Trajan's Dacian Wars
The Dacian Wars (101–102, 105–106) were two military campaigns fought between the Roman Empire and Dacia during Roman Emperor Trajan's rule. The conflicts were triggered by the constant Dacian threat on the Danubian Roman Province of Moesia and also by the increasing need for resources of the economy of the Roman Empire.
Trajan turned his attention to Dacia, an area north of Macedon and Greece and east of the Danube that had been on the Roman agenda since before the days of Caesar when they defeated a Roman army at the Battle of Histria. In AD 85, the Dacians swarmed over the Danube and pillaged Moesia and initially defeated the army that Emperor Domitian sent against them, but the Romans were victorious in the Battle of Tapae in 88 and a truce was established.

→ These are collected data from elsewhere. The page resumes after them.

use crate::app::report::{DueDateReport, OutputFormat, Rejection};
use crate::core::due_date::DueDateCalculator;
use crate::core::validator::IssueValidator;
use crate::core::workdays::WorkdaysConfiguration;
use crate::domain::model::Issue;
use crate::utils::error::{DueDateError, Result};

/// Largest lead time accepted at the command line: ten years of hours.
pub const MAX_LEAD_TIME_HOURS: u32 = 87_600;

/// Rejects user input whose lead time exceeds [`MAX_LEAD_TIME_HOURS`].
pub fn validate_lead_time(issue: &Issue) -> Result<()> {
    if issue.lead_time_hours() > MAX_LEAD_TIME_HOURS {
        return Err(DueDateError::parse(
            issue.lead_time_hours().to_string(),
            format!("lead time must be at most {} hours", MAX_LEAD_TIME_HOURS),
        ));
    }
    Ok(())
}

#[derive(Debug, Clone, PartialEq, Eq)]
pub enum Outcome {
    Scheduled(DueDateReport),
    Rejected(Rejection),
}

impl Outcome {
    pub fn is_rejected(&self) -> bool {
        matches!(self, Self::Rejected(_))
    }

    pub fn render(&self, format: OutputFormat) -> Result<String> {
        match self {
            Self::Scheduled(report) => report.render(format),
            Self::Rejected(rejection) => rejection.render(format),
        }
    }
}

/// Validates an issue and, when it is acceptable, schedules it.
pub struct DueDateEngine<'a> {
    workdays_configuration: &'a WorkdaysConfiguration,
}

impl<'a> DueDateEngine<'a> {
    pub fn new(workdays_configuration: &'a WorkdaysConfiguration) -> Self {
        Self {
            workdays_configuration,
        }
    }

    pub fn run(&self, issue: &Issue) -> Result<Outcome> {
        tracing::info!(
            issue_date = %issue.date().format("%Y-%m-%d %H:%M"),
            lead_time_hours = issue.lead_time_hours(),
            "Validating issue"
        );

        let validation = IssueValidator::new(self.workdays_configuration).validate(issue);
        if let Some(reason) = validation.reason {
            tracing::warn!(%reason, "Issue rejected");
            return Ok(Outcome::Rejected(Rejection::new(issue, reason)));
        }

        let due_date = DueDateCalculator::new(self.workdays_configuration).calculate_due_date(issue)?;
        tracing::info!(due_date = %due_date.format("%Y-%m-%d %H:%M"), "Due date calculated");

        Ok(Outcome::Scheduled(DueDateReport::new(issue, due_date)))
    }
}

#[cfg(test)]
mod tests {
    use super::*;
    use crate::core::validator::InvalidReason;
    use crate::domain::model::DayBoundaries;
    use crate::utils::error::{ErrorCategory, ErrorSeverity};

    fn office_week() -> WorkdaysConfiguration {
        let day = Some(DayBoundaries::new("08:00", "16:00"));
        WorkdaysConfiguration::new(&[day.clone(), day.clone(), day.clone(), day.clone(), day]).unwrap()
    }

    #[test]
    fn test_schedules_valid_issue() {
        let config = office_week();
        let issue = Issue::parse("2023-01-03", "14:00", "16").unwrap();

        match DueDateEngine::new(&config).run(&issue).unwrap() {
            Outcome::Scheduled(report) => assert_eq!(report.due_date, "2023-01-05 14:00"),
            other => panic!("expected a schedule, got {:?}", other),
        }
    }

    #[test]
    fn test_rejects_weekend_issue() {
        let config = office_week();
        let issue = Issue::parse("2023-01-07", "10:00", "16").unwrap();

        let outcome = DueDateEngine::new(&config).run(&issue).unwrap();
        assert!(outcome.is_rejected());
        match outcome {
            Outcome::Rejected(rejection) => assert_eq!(rejection.reason, InvalidReason::NotAWorkingDay),
            other => panic!("expected a rejection, got {:?}", other),
        }
    }

    #[test]
    fn test_lead_time_bound_is_an_input_error() {
        let longest = Issue::parse("2023-01-03", "14:00", "87600").unwrap();
        assert!(validate_lead_time(&longest).is_ok());

        let too_long = Issue::parse("2023-01-03", "14:00", "87601").unwrap();
        let err = validate_lead_time(&too_long).unwrap_err();
        assert!(matches!(err, DueDateError::ParseError { ref input, .. } if input == "87601"));
        assert_eq!(err.category(), ErrorCategory::Parse);
        assert_eq!(err.severity(), ErrorSeverity::Medium);
        assert!(err.to_string().contains("at most 87600 hours"));
        assert!(err.recovery_suggestion().contains("lead time"));
        assert!(!err.recovery_suggestion().contains("[working_hours]"));
    }
}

Emperor Trajan recommenced hostilities against Dacia and, following an uncertain number of battles, defeated the Dacian general Decebalus in the Second Battle of Tapae in 101. With Trajan's troops pressing towards the Dacian capital Sarmizegetusa Regia, Decebalus once more sought terms. Decebalus rebuilt his power over the following years and attacked Roman garrisons again in 105. In response Trajan again marched into Dacia, besieging the Dacian capital in the Siege of Sarmisegetusa, and razing it. With Dacia quelled, Trajan subsequently invaded the Parthian empire to the east, his conquests expanding the Roman Empire to its greatest extent. Rome's borders in the east were indirectly governed through a system of client states for some time, leading to less direct campaigning than in the west in this period.